Rule broken: Too sentimental. Titles are supposed to keep their cool, not force sweetness down your throat.
3) Breaking Bad
This is my favorite show currently airing, but its title is everything that show isn't. It tries too hard to be both hip and clever. Something the show does effortlessly. If Breaking Bad the Title was a person it would be a falsely self-satisfied douche who thinks he is smarter and cooler then everyone else in the room, when he really, really isn't. So me in other words.
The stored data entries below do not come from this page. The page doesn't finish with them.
/// Generates a REST storage backend (async or blocking) with builder,
/// methods, and tests.
macro_rules! define_rest_storage {
    (
        storage_name: $storage:ident,
        builder_name: $builder:ident,
        http_type: $http_type:ty,
        request_type: $request_type:ty,
        response_type: $resp_type:ty,
        storage_doc: $storage_doc:expr,
        builder_doc: $builder_doc:expr,
        $(async_kw: $async_kw:tt,)?
        $(await_kw: $await_ext:tt,)?
    ) => {
        #[doc = $builder_doc]
        #[derive(Debug)]
        pub struct $builder {
            /// Project base URL.
            base_url: Option<String>,
            /// API key sent with every request.
            api_key: Option<SecretString>,
        }

        impl $builder {
            /// Sets the project base URL (e.g. `https://xyz.supabase.co`).
            #[inline]
            #[must_use]
            pub fn base_url<T: Into<String>>(mut self, url: T) -> Self {
                self.base_url = Some(url.into());
                self
            }

            /// Sets the API key used for authentication.
            #[inline]
            #[must_use]
            pub fn api_key<T: Into<String>>(mut self, key: T) -> Self {
                self.api_key = Some(SecretString::from(key.into()));
                self
            }

            /// Builds the storage backend.
            ///
            /// # Errors
            ///
            /// Returns [`LedgerError::MissingApiKey`] if no API key was provided.
            /// Returns [`LedgerError::Storage`] if the base URL is missing or
            /// invalid.
            /// Returns [`LedgerError::Http`] if the HTTP client fails to build.
            #[inline]
            #[tracing::instrument(skip_all)]
            pub fn build(self) -> Result<$storage> {
                let api_key = self.api_key.ok_or(LedgerError::MissingApiKey)?;
                let raw_url = self
                    .base_url
                    .ok_or_else(|| LedgerError::Storage("REST storage requires a base URL".into()))?;
                let base_url = parse_base_url(&raw_url)?;
                tracing::debug!(base_url = %base_url, "building REST storage");
                let http = <$http_type>::builder().build()?;

                Ok($storage {
                    http,
                    api_key,
                    base_url,
                })
            }
        }

        #[doc = $storage_doc]
        #[derive(Debug)]
        pub struct $storage {
            /// Underlying HTTP client.
            http: $http_type,
            /// Project API key.
            api_key: SecretString,
            /// Project base URL, always ending with `/`.
            base_url: Url,
        }

        impl $storage {
            /// Creates a new builder for configuring the backend.
            #[inline]
            #[must_use]
            pub const fn builder() -> $builder {
                $builder {
                    base_url: None,
                    api_key: None,
                }
            }

            /// Returns the URL of `path` relative to the base URL.
            fn endpoint(&self, path: &str) -> Result<Url> {
                self.base_url
                    .join(path)
                    .map_err(|err| LedgerError::Storage(Box::new(err)))
            }

            /// Returns the URL of a table.
            fn table(&self, table: &str) -> Result<Url> {
                self.endpoint(&format!("{TABLES_PATH}{table}"))
            }

            /// Adds the authentication headers to a request.
            fn authorize(&self, request: $request_type) -> $request_type {
                let key = self.api_key.expose_secret();
                request
                    .header(API_KEY_HEADER, key)
                    .header(AUTHORIZATION, format!("Bearer {key}"))
            }

            /// Sends a request and turns non-success statuses into
            /// [`LedgerError::Api`].
            #[tracing::instrument(skip_all)]
            $($async_kw)? fn send(&self, request: $request_type) -> Result<$resp_type> {
                let response: $resp_type = self.authorize(request).send() $( .$await_ext )? ?;
                let status = response.status();
                tracing::debug!(status = %status, "received response");
                if status.is_success() {
                    Ok(response)
                } else {
                    let message = response
                        .text()
                        $( .$await_ext )?
                        .unwrap_or_else(|_| "unknown error".to_owned());
                    tracing::debug!(status = status.as_u16(), message = %message, "API error");
                    Err(LedgerError::Api {
                        status: status.as_u16(),
                        message,
                    })
                }
            }

            /// Reads every row of a collection table.
            #[tracing::instrument(skip_all, fields(table = T::COLLECTION))]
            $($async_kw)? fn read_all<T: Record>(&self) -> Result<Vec<T>> {
                let url = self.table(T::COLLECTION)?;
                let request = self.http.get(url).query(&[("select", "*")]);
                let response = self.send(request) $( .$await_ext )? ?;
                let body = response.text() $( .$await_ext )? ?;
                tracing::trace!(body_len = body.len(), "parsing rows");
                serde_json::from_str(&body).map_err(LedgerError::from)
            }

            /// Upserts rows, merging on the primary key.
            #[tracing::instrument(skip_all, fields(table = T::COLLECTION, count = items.len()))]
            $($async_kw)? fn upsert_all<T: Record>(&self, items: Vec<T>) -> Result<()> {
                if items.is_empty() {
                    return Ok(());
                }
                let url = self.table(T::COLLECTION)?;
                let request = self
                    .http
                    .post(url)
                    .header(PREFER_HEADER, MERGE_DUPLICATES)
                    .header(CONTENT_TYPE, "application/json")
                    .json(&items);
                let _response = self.send(request) $( .$await_ext )? ?;
                Ok(())
            }

            /// Deletes rows by primary key.
            #[tracing::instrument(skip_all, fields(table = T::COLLECTION, count = ids.len()))]
            $($async_kw)? fn remove_all<T: Record>(&self, ids: &[T::Key]) -> Result<()> {
                if ids.is_empty() {
                    return Ok(());
                }
                let url = self.table(T::COLLECTION)?;
                let request = self.http.delete(url).query(&[("id", in_filter(ids))]);
                let _response = self.send(request) $( .$await_ext )? ?;
                Ok(())
            }

            /// Increments a counter through the `next_sequence` RPC.
            #[tracing::instrument(skip_all, fields(counter = %counter))]
            $($async_kw)? fn allocate(&self, counter: &str) -> Result<u64> {
                let url = self.endpoint(NEXT_SEQUENCE_PATH)?;
                let request = self
                    .http
                    .post(url)
                    .header(CONTENT_TYPE, "application/json")
                    .json(&serde_json::json!({ "counter": counter }));
                let response = self.send(request) $( .$await_ext )? ?;
                let body = response.text() $( .$await_ext )? ?;
                serde_json::from_str(&body).map_err(LedgerError::from)
            }

            /// Deletes every row of every table, counters included.
            #[tracing::instrument(skip_all)]
            $($async_kw)? fn clear_all(&self) -> Result<()> {
                for table in COLLECTIONS {
                    let url = self.table(table)?;
                    let request = self.http.delete(url).query(&[("id", MATCH_ALL)]);
                    let _response = self.send(request) $( .$await_ext )? ?;
                }
                let url = self.table(SEQUENCES_TABLE)?;
                let request = self.http.delete(url).query(&[("name", MATCH_ALL)]);
                let _response = self.send(request) $( .$await_ext )? ?;
                Ok(())
            }
        }

    };
}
Rule Broken: Tried too hard. Minimalism is the magic word.
2) Battlestar Galactica
Well. Of the many things wrong with this title, (I know its a remake, so its an inherited disease, but a disease nonetheless) I'm gonna say that it embraced its inner nerd far too much assuring its inaccessibility. The show kind of fought through the title prejudice with extreme critical acclaim, but it dug itself a huge unnecessary hole that it took about three years to dig out of. Smooth going.
Rule Broken: Embraced its core nerd far too much. Lost is a similar crazy ass show but sucked people in because of its ambiguous title.
1) Buffy The Vampire Slayer
It was always going to end this way. Buffy is a show that I'm sure would have won all the awards in the world if it hadn't forced conservative old white men to endorse a show called Buffy The Vampire Slayer. Which their biology just wouldn't let them do. There's still a stigma to it now, and any liking of Buffy by anyone has to be defended to the max. He couldn't have just called it True Blood or something.
Rule Broken: Too much of everything. Take your pick. Kitsch, irony, ridiculousness and many more. Still a very good show that I'll defend till my death of an anxiety related illness caused by too much defending of Buffy The Vampire Slayer.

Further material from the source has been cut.